The Lynk & Co 03 went on sale in October 2018 and was designed mechanically similar to Lynk & Co 02, which is also based on the Compact Modular Architecture platform.

Lynk & Co 03 made its first appearance in September 2018 during the Chengdu Auto Show in China. The new car provides engine options including a 156 hp 1.5-liter turbo, a 180. hp 1.5-liter turbo, and a 190. hp 2.0 liter turbo. The available gearboxes are a 6-speed manual transmission and a 7-speed dual-clutch transmission. It sells between 116,800 and 151,800 RMB in China.

=== 03+ and 03+ Cyan ===
In June 2019, the performance version Lynk & Co 03+ was launched powered by a 2-liter turbocharged petrol engine with a power output of 254 hp and 350. Nm of torque. In August 2021, a special edition called the Lynk & Co 03+ Cyan Edition was launched.
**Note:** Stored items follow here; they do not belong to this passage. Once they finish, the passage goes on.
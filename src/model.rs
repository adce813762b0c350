use std::fs;
use std::path::Path;

use crate::error::GenerateError;
use crate::sampler::Maze;
use crate::transitions::{format_transitions, transition_table};

/// Prose note reproduced in every generated file, describing the
/// stochastic movement model.
const MOVEMENT_NOTE: &str = "\
# The actions, NSEW, have the expected result 80% of the time, and
# transition in a direction perpendicular to the intended one with a 10%
# probability for each direction. Movement into a wall returns the agent
# to its original state.\n\n";

/// Base name of the model file for a given request
pub fn model_file_name(rows: i32, cols: i32, num_obstacles: i32) -> String {
    format!("open_world_{}_{}_{}.POMDP", rows, cols, num_obstacles)
}

/// Assemble the complete model document: header comments, declarations,
/// start/end states, holes, beacons and the transition table, in that
/// fixed order.
pub fn render_model(maze: &Maze, discount: f64) -> String {
    let layout = &maze.layout;
    let indexer = maze.indexer();
    let num_obstacles = maze.obstacles.len() as i32;

    let mut out = String::new();

    out.push_str(&format!(
        "# file_name: open_world_{}_{}_{}\n\n",
        layout.rows, layout.cols, num_obstacles
    ));
    out.push_str(&format!(
        "# A randomly-generated open-world problem with 2 agents a, b, with {} walls\n\n",
        num_obstacles
    ));
    out.push_str("# The maze looks like this:\n#   <num>: Beacon with influence range of num, <lower-case letter>: start position of <letter>, <upper-case letter>: end position of <letter> - positive\n\n");

    for line in maze.grid.render_maze().lines() {
        out.push_str("#   ");
        out.push_str(line);
        out.push('\n');
    }
    out.push('\n');

    out.push_str(MOVEMENT_NOTE);

    out.push_str(&format!("rows: {}\n", layout.rows));
    out.push_str(&format!("cols: {}\n", layout.cols));
    out.push_str(&format!("discount: {}\n", discount));
    out.push_str("values: reward\n");
    out.push_str(&format!("states: {}\n", maze.num_states()));
    out.push_str("actions: n s e w noop\n\n");

    out.push_str("start_states:\n");
    out.push_str(&format!("a {}\n", indexer.compact(layout.a_start)));
    out.push_str(&format!("b {}\n\n", indexer.compact(layout.b_start)));

    out.push_str("end_states:\n");
    out.push_str(&format!("a {}\n", indexer.compact(layout.a_goal)));
    out.push_str(&format!("b {}\n\n", indexer.compact(layout.b_goal)));

    out.push_str("holes:\n");
    for &pos in &maze.obstacles {
        let (x, y) = maze.grid.get_coords(pos);
        out.push_str(&format!("{} {}\n", y, x));
    }

    let (bx, by) = maze.grid.get_coords(layout.beacon_pos);
    out.push_str("\nbeacons:\n");
    out.push_str(&format!("{} {} : {}\n\n", by, bx, layout.beacon_range));

    let table = transition_table(layout.rows, layout.cols, &indexer);
    out.push_str(&format_transitions(&table));

    out
}

/// Render the model and write it in a single call, so a failure never
/// leaves a partial file behind.
pub fn write_model(path: &Path, maze: &Maze, discount: f64) -> Result<(), GenerateError> {
    let text = render_model(maze, discount);
    fs::write(path, text)?;
    Ok(())
}
/// Maps raw grid positions to the dense state numbering that excludes
/// obstacle cells.
///
/// A raw position's state index is the position minus the number of
/// obstacles at smaller positions. The mapping is monotone: it is a
/// bijection from non-obstacle positions onto `0..rows*cols-num_obstacles`.
#[derive(Clone, Debug)]
pub struct StateIndexer {
    /// Obstacle positions in ascending order
    obstacles: Vec<i32>,
}

impl StateIndexer {
    pub fn new(mut obstacles: Vec<i32>) -> Self {
        obstacles.sort_unstable();
        StateIndexer { obstacles }
    }

    /// Obstacle positions in ascending order
    pub fn obstacles(&self) -> &[i32] {
        &self.obstacles
    }

    /// Check if a raw position is an obstacle
    pub fn is_obstacle(&self, pos: i32) -> bool {
        self.obstacles.binary_search(&pos).is_ok()
    }

    /// Count obstacles in the inclusive range [lo, hi].
    pub fn obstacles_within(&self, lo: i32, hi: i32) -> i32 {
        let mut count = 0;
        for &pos in &self.obstacles {
            if pos < lo {
                continue;
            }
            if pos > hi {
                break;
            }
            count += 1;
        }
        count
    }

    /// Compact state index of a non-obstacle raw position.
    ///
    /// Calling this on an obstacle position is a bug in the caller and
    /// fails loudly rather than producing a misnumbered state.
    pub fn compact(&self, pos: i32) -> i32 {
        assert!(
            !self.is_obstacle(pos),
            "state index requested for obstacle position {}",
            pos
        );
        pos - self.obstacles_within(0, pos)
    }
}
The 03+ Cyan is fitted with a turbocharged 2.0-liter engine producing 261 hp and 380. Nm of torque. Power is sent to all four wheels through an 8-speed automatic transmission capable of a 0–100 km/h (0-62 mph) acceleration in 5.7 seconds. The Cyan Edition carries the iconic Cyan Racing color, Cyan Racing emblems, unique Cyan Racing design rims, Akebono brakes, Michelin Pilot Sport 4S tires, adjustable Bilstein dampers, a carbon fiber front splitter and adjustable rear wing, and new front seats with embroidered Cyan logos. The car is sold exclusively in China.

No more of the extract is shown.